Я сейчас цитировал главу «Мшары». Многие названия глав создают впечатление систематического описания — своего рода путеводителя по Мещоре: «Лесные реки и каналы», «Леса», «Луга», «Еще о лугах». Характерна для Паустовского забота о читателе, который соблазнился бы походом по Мещоре или подобным густым лесам. Одна глава названа «Несколько слов о приметах». Это и забота о будущем путнике, и в какой-то мере агитация, призыв обогатить себя, свой эмоциональный мир, свое эстетическое чувство путешествием по обыкновенной земле. Мир примет бесконечно разнообразен — можно их находить, а можно и самому их создавать. Они бывают несложные, а бывают сложные и точные; бывают настоящие и не главные. «Приметы на дорогах — это не главные приметы. Настоящими приметами считаются те, которые определяют погоду и время». В городах приметы не нужны. «Огненную рябину заменяет эмалированная синяя табличка с названием улицы. Время узнается не по высоте солнца, не по положению созвездий и даже не по петушиным крикам, а по часам. Предсказания погоды передаются по радио. В городах большинство наших природных инстинктов погружается в спячку. Но стоит провести две-три ночи в лесу, и снова обостряется слух, зорче делается глаз, тоньше обоняние» (стр. 231). Обострение всех органов чувств, углубляющее восприятие, усиливающее его тонкость и точность,— одно из главных наслаждений путешественника, бродящего по лесам.
Итак, некоторые главы «Мещорской стороны» — инструкция для неопытных путешественников по лесам. Но она написана художником — и пусть никогда вы не соберетесь в Мещорские или подобные им леса, вы, прочитав Паустовского, уже побывали в них своим воображением, своим эстетическим чувством, вы уже сможете вообразить их краски, звуки, запахи, их прелести и опасности, вы узнаете, что роса может даже ночью блестеть, отражая свет звезд. А если вы сами там побываете, не прочитав Паустовского, то заметите ли вы свет звезд в росе? В самом деле — мы с вами и без лесного опыта услышали бы, что «в непроглядном мраке выли волки». А вот заметим ли мы, ночуя в дождливую ночь в палатке, что вода тихо ворчит в корнях, определим ли и запомним, что «мшары дышали запахом мокрого мха, коры, черных коряг»?
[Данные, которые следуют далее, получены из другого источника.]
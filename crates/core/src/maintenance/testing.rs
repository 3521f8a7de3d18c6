//! Scripted store used by the maintenance tests.

use std::collections::VecDeque;
use std::sync::Mutex;

use async_trait::async_trait;
use serde_json::json;
use tokio::time::{Duration, Instant};

use crate::storage::{DocumentStore, Item, Page, Result, ScanRequest, StoreError};

/// Scripted response to one `batch_write` call.
#[derive(Debug, Clone)]
pub enum WriteStep {
    /// Persist the first `n` items and return the rest as unprocessed.
    Acknowledge(usize),
    Throttle,
    Fail(StoreError),
}

/// Scripted response to one `scan` call.
#[derive(Debug, Clone)]
pub enum ScanStep {
    Page(Page),
    Throttle,
    Fail(StoreError),
}

/// Store that replays scripted responses; once a script runs out every write
/// is fully acknowledged and every scan returns an empty last page.
#[derive(Debug, Default)]
pub struct ScriptedStore {
    writes: Mutex<VecDeque<WriteStep>>,
    scans: Mutex<VecDeque<ScanStep>>,
    always_throttle_writes: bool,
    write_log: Mutex<Vec<(Instant, Vec<Item>)>>,
    scan_log: Mutex<Vec<ScanRequest>>,
}

impl ScriptedStore {
    pub fn with_writes(self, steps: Vec<WriteStep>) -> Self {
        *self.writes.lock().unwrap() = steps.into();
        self
    }

    pub fn with_scans(self, steps: Vec<ScanStep>) -> Self {
        *self.scans.lock().unwrap() = steps.into();
        self
    }

    pub fn always_throttle_writes(mut self) -> Self {
        self.always_throttle_writes = true;
        self
    }

    /// Items submitted by each `batch_write` call, in order.
    pub fn write_calls(&self) -> Vec<Vec<Item>> {
        self.write_log
            .lock()
            .unwrap()
            .iter()
            .map(|(_, items)| items.clone())
            .collect()
    }

    /// Time elapsed between consecutive `batch_write` calls.
    pub fn write_call_gaps(&self) -> Vec<Duration> {
        let log = self.write_log.lock().unwrap();
        log.windows(2).map(|pair| pair[1].0 - pair[0].0).collect()
    }

    pub fn scan_calls(&self) -> Vec<ScanRequest> {
        self.scan_log.lock().unwrap().clone()
    }
}

#[async_trait]
impl DocumentStore for ScriptedStore {
    async fn scan(&self, request: &ScanRequest) -> Result<Page> {
        self.scan_log.lock().unwrap().push(request.clone());
        match self.scans.lock().unwrap().pop_front() {
            Some(ScanStep::Page(page)) => Ok(page),
            Some(ScanStep::Throttle) => Err(throttled()),
            Some(ScanStep::Fail(err)) => Err(err),
            None => Ok(Page::default()),
        }
    }

    async fn batch_write(&self, _table: &str, items: &[Item]) -> Result<Vec<Item>> {
        self.write_log
            .lock()
            .unwrap()
            .push((Instant::now(), items.to_vec()));

        if self.always_throttle_writes {
            return Err(throttled());
        }

        match self.writes.lock().unwrap().pop_front() {
            Some(WriteStep::Acknowledge(n)) => Ok(items[n.min(items.len())..].to_vec()),
            Some(WriteStep::Throttle) => Err(throttled()),
            Some(WriteStep::Fail(err)) => Err(err),
            None => Ok(Vec::new()),
        }
    }
}

fn throttled() -> StoreError {
    StoreError::ThroughputExceeded("scripted throttle".to_string())
}

/// Failure record with a parseable timestamp in its sort key.
pub fn failure_item(i: usize) -> Item {
    json!({
        "PK": format!("TARGET#{i}"),
        "SK": format!("FAIL#2024-01-01T{:02}:{:02}:00Z", (i / 60) % 24, i % 60),
        "status": 500,
    })
    .as_object()
    .cloned()
    .unwrap_or_default()
}

/// `n` valid failure records.
pub fn failure_items(n: usize) -> Vec<Item> {
    (0..n).map(failure_item).collect()
}

/// Failure record whose sort key has no timestamp.
pub fn malformed_item(i: usize) -> Item {
    json!({"PK": format!("TARGET#{i}"), "SK": "FAIL#unknown"})
        .as_object()
        .cloned()
        .unwrap_or_default()
}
Чтобы это различить, запомнить и выразить словом, нужен двойной опыт: привычного лесовика и талантливого художника, в памяти которого откладывается не броское, что заметил бы каждый, а чуть видное, чуть слышное, чуть ощутимое обонянием и осязанием.
Путь в лесах. Художник видит, слышит, осязает, чует — и осторожное перепархивание птиц, и липкость маслюка, облепленного хвоей, и жесткость травы, и холод белых грибов, и лиловые колокольчики на поляне, и дрожь осиновых листьев.
Как сложно переплетаются звуки с безмолвием, когда закат тяжело пылает на кронах деревьев, золотит их старинной позолотой. В этот час летучие мыши бесшумно летают, но «какой-то непонятный звон слышен в лесах — звучание вечера, догоревшего дня». А рассвет зарождается «в необыкновенной, никогда не слыханной тишине», и совы летают медленно и бесшумно, и «мы почему-то говорим шепотом — боимся спугнуть рассвет» (стр. 240). Это уже не приближение к природе, а ощущение такой неразрывной связи с ней, что громкое слово может спугнуть рассвет!
Вечер звенел, а рассвет беззвучен. Но в этой неслыханной тишине все же «котелок сердится и бормочет на огне» и «с жестяным свистом проносятся тяжелые утки». Сочетание никогда не слыханной тишины с бормотанием котелка и жестяным свистом уток — в эту совместимость веришь. Негромкое бормотание рядом и утиный свист вдали оттеняют, подчеркивают тишину леса, тишину природы. Мне вспомнилась строка поэта: «Звук — форма продолжения тишины». Тут словно синтезировано, обобщено только что приведенное описание — точнее, последняя его часть. Описание в целом — снова сочетание все тех же элементов пейзажа: свет, цвет, звук, запах, сочетание восприятий всех органов чувств. К ним иногда присоединяются и другие ощущения — «[...] травы стоят непроходимой упругой стеной. Они отталкивают человека. Травы перевиты предательскими петлями ежевики, сотнями опасных и колких силков».